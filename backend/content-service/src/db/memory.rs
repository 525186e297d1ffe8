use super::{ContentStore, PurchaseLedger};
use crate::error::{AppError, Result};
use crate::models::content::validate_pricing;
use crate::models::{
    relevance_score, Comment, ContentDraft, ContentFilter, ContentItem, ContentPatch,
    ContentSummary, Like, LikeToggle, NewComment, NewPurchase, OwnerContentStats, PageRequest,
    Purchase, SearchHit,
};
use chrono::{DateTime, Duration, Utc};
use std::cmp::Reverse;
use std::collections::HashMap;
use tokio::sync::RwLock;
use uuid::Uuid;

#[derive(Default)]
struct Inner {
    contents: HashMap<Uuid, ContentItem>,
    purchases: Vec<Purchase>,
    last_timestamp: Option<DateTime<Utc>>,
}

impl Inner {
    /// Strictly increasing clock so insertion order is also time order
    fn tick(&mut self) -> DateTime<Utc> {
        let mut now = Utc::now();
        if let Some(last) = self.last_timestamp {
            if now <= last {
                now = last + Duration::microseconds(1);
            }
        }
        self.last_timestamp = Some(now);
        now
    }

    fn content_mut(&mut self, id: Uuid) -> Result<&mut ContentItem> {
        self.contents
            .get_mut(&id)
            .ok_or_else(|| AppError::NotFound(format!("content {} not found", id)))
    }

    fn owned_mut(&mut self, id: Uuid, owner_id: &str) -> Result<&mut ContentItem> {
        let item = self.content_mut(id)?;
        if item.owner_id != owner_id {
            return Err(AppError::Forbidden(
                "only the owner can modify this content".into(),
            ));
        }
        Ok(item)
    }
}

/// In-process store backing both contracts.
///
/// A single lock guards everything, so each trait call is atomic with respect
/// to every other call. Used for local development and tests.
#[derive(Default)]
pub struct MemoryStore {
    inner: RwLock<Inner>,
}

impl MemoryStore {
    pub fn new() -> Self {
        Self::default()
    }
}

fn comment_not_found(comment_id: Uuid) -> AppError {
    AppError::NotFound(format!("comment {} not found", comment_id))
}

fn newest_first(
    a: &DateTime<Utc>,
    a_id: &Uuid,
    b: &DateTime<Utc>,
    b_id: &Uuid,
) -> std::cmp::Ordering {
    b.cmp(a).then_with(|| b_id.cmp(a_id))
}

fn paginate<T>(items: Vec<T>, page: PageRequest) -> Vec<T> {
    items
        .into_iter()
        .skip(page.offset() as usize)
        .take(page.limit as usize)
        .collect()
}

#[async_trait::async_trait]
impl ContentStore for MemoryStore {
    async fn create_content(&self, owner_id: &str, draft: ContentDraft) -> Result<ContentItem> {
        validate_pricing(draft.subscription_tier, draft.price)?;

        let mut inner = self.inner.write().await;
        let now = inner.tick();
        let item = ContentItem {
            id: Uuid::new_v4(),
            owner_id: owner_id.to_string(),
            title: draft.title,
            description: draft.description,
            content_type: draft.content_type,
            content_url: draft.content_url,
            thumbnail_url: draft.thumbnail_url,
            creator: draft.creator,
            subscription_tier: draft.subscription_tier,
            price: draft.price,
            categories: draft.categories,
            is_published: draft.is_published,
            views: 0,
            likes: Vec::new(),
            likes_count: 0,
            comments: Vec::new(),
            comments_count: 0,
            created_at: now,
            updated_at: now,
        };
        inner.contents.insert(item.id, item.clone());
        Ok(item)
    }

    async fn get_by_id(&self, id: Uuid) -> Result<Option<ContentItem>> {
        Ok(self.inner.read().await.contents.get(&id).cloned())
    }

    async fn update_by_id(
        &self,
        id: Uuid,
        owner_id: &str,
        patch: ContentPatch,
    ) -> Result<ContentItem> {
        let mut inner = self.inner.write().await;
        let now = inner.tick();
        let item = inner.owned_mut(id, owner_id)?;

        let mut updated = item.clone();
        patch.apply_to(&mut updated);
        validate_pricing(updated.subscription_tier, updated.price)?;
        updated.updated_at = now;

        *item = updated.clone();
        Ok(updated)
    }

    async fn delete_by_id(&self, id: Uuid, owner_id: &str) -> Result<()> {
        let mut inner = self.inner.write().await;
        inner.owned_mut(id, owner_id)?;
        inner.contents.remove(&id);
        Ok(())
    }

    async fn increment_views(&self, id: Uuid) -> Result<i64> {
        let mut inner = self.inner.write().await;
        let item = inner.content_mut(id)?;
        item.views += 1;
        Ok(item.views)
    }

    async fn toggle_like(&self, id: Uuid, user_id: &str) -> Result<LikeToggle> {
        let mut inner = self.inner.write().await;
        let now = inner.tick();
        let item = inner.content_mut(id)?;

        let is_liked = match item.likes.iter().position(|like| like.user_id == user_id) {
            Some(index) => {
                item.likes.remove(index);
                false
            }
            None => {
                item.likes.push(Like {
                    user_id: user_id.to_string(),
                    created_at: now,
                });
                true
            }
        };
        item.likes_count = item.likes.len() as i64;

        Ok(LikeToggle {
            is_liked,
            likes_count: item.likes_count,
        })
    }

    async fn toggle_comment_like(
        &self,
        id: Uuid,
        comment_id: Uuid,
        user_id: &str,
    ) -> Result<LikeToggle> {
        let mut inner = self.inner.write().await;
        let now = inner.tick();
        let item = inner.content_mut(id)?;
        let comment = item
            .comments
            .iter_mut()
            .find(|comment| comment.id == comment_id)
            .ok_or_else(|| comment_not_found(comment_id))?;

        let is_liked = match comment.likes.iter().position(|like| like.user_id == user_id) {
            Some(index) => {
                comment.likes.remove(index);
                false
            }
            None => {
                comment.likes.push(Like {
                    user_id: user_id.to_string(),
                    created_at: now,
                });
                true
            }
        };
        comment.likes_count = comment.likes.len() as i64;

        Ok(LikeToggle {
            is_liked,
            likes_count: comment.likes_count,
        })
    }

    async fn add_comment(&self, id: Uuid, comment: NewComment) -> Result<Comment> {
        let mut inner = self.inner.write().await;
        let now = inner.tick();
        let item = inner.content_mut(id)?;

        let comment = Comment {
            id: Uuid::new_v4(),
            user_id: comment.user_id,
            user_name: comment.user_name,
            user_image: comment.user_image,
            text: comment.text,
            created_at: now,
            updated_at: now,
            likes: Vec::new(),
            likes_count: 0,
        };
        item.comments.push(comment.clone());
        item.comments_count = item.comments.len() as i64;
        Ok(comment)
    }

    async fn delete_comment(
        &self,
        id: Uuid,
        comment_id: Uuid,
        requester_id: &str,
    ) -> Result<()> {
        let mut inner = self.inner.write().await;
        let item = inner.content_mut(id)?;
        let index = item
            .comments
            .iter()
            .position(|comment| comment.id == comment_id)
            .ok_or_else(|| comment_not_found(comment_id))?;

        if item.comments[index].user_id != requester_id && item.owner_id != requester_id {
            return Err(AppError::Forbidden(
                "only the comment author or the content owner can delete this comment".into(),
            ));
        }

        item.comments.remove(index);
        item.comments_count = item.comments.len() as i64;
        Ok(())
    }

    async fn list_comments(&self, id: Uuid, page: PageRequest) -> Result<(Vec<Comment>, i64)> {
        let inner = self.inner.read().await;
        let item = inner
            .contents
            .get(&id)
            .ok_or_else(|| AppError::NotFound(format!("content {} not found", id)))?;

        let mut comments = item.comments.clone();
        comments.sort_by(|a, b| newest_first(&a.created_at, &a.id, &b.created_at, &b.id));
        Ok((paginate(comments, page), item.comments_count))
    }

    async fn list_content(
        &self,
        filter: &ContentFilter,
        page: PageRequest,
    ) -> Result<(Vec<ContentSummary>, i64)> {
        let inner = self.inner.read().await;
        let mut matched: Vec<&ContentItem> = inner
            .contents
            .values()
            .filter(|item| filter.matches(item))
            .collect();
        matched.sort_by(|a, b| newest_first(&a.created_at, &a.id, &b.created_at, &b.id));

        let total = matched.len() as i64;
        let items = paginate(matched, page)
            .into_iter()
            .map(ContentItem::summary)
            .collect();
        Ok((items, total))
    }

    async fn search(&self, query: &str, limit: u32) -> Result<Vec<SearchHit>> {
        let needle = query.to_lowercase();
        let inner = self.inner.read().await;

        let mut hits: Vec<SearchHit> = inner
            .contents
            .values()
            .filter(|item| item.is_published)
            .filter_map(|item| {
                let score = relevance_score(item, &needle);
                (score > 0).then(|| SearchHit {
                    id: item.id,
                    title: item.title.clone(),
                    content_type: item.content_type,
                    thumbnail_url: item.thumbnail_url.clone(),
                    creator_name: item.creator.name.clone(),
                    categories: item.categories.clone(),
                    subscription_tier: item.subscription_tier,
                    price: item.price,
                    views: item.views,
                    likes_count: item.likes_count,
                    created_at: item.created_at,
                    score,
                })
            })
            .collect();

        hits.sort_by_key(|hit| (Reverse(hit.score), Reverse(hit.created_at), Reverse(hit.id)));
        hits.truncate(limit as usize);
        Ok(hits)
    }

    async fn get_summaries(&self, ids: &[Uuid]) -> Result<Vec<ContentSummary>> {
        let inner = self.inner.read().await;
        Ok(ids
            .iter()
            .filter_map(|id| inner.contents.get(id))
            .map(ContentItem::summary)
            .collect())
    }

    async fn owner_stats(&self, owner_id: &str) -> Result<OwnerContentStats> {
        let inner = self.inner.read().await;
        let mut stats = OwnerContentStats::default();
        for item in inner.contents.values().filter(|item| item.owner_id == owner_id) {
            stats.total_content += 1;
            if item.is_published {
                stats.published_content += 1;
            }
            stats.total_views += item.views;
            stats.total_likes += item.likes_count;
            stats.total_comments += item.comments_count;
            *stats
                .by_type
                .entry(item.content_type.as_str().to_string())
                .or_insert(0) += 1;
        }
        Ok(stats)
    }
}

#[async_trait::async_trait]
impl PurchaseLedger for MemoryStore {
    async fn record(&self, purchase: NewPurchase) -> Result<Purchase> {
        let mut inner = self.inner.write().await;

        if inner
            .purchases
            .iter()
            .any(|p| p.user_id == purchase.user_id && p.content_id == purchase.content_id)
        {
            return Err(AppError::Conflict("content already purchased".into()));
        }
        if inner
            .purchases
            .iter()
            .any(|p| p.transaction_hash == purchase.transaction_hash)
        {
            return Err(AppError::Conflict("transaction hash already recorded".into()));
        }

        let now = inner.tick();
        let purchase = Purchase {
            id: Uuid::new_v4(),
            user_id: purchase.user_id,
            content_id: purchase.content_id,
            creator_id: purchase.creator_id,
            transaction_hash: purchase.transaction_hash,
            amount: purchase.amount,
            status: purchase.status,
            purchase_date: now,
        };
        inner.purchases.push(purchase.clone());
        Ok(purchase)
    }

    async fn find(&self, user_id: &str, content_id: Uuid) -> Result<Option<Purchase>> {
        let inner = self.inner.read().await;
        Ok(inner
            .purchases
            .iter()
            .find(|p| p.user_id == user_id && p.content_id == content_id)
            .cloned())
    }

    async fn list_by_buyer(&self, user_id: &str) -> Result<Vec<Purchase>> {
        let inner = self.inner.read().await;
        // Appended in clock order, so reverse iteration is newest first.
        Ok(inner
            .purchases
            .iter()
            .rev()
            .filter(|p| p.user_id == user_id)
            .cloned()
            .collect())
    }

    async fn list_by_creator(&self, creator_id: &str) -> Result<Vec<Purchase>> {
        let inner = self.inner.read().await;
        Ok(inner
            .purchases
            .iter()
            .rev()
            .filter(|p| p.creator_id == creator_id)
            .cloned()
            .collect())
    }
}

### Activity
Determine how many lines in the listing above hold the word "ContentDraft", and reply with that number only.

### Solution for this problem
2